## What the task asks
Print the lines below exactly as written, with none missing.

[Stored dataset items]
-------------------------

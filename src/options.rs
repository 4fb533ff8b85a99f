//! Startup options for [`crate::start::start_server`].

use crate::proxy::ProxyTarget;
use std::path::PathBuf;

/// Host bound when none is configured.
pub const DEFAULT_HOST: &str = "localhost";

/// Page opened in the browser once the server is listening.
#[derive(Debug, Clone, PartialEq, Eq)]
pub enum Page {
    /// The package's `index.html`
    Index,
    /// A page path relative to the package's base URL
    Path(String),
}

impl Page {
    pub fn as_path(&self) -> &str {
        match self {
            Page::Index => "index.html",
            Page::Path(path) => path.trim_start_matches('/'),
        }
    }
}

/// Options for one server invocation.
///
/// Treated as immutable input: port negotiation returns a new value with the
/// port filled in instead of mutating the caller's copy.
#[derive(Debug, Clone)]
pub struct ServerOptions {
    pub port: Option<u16>,
    pub host: Option<String>,
    pub page: Option<Page>,
    /// Browsers to open `page` in; empty means the system default
    pub browser: Vec<String>,
    pub component_dir: Option<String>,
    pub package_name: Option<String>,
    /// Package root; the working directory when unset
    pub root: Option<PathBuf>,
    /// Extra headers attached to every served file
    pub headers: Vec<(String, String)>,
    /// API backend; `None` disables forwarding
    pub proxy: Option<ProxyTarget>,
}

impl Default for ServerOptions {
    fn default() -> Self {
        Self {
            port: None,
            host: None,
            page: None,
            browser: Vec::new(),
            component_dir: None,
            package_name: None,
            root: None,
            headers: Vec::new(),
            proxy: Some(ProxyTarget::default()),
        }
    }
}

impl ServerOptions {
    pub fn host_or_default(&self) -> &str {
        self.host
            .as_deref()
            .filter(|host| !host.is_empty())
            .unwrap_or(DEFAULT_HOST)
    }
}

-------------------------

## Reply
filename src/options.rs
repository 4fb533ff8b85a99f
//! Startup options for [`crate::start::start_server`].

use crate::proxy::ProxyTarget;
use std::path::PathBuf;

/// Host bound when none is configured.
pub const DEFAULT_HOST: &str = "localhost";

/// Page opened in the browser once the server is listening.
#[derive(Debug, Clone, PartialEq, Eq)]
pub enum Page {
    /// The package's `index.html`
    Index,
    /// A page path relative to the package's base URL
    Path(String),
}

impl Page {
    pub fn as_path(&self) -> &str {
        match self {
            Page::Index => "index.html",
            Page::Path(path) => path.trim_start_matches('/'),
        }
    }
}

/// Options for one server invocation.
///
/// Treated as immutable input: port negotiation returns a new value with the
/// port filled in instead of mutating the caller's copy.
#[derive(Debug, Clone)]
pub struct ServerOptions {
    pub port: Option<u16>,
    pub host: Option<String>,
    pub page: Option<Page>,
    /// Browsers to open `page` in; empty means the system default
    pub browser: Vec<String>,
    pub component_dir: Option<String>,
    pub package_name: Option<String>,
    /// Package root; the working directory when unset
    pub root: Option<PathBuf>,
    /// Extra headers attached to every served file
    pub headers: Vec<(String, String)>,
    /// API backend; `None` disables forwarding
    pub proxy: Option<ProxyTarget>,
}

impl Default for ServerOptions {
    fn default() -> Self {
        Self {
            port: None,
            host: None,
            page: None,
            browser: Vec::new(),
            component_dir: None,
            package_name: None,
            root: None,
            headers: Vec::new(),
            proxy: Some(ProxyTarget::default()),
        }
    }
}

impl ServerOptions {
    pub fn host_or_default(&self) -> &str {
        self.host
            .as_deref()
            .filter(|host| !host.is_empty())
            .unwrap_or(DEFAULT_HOST)
    }
}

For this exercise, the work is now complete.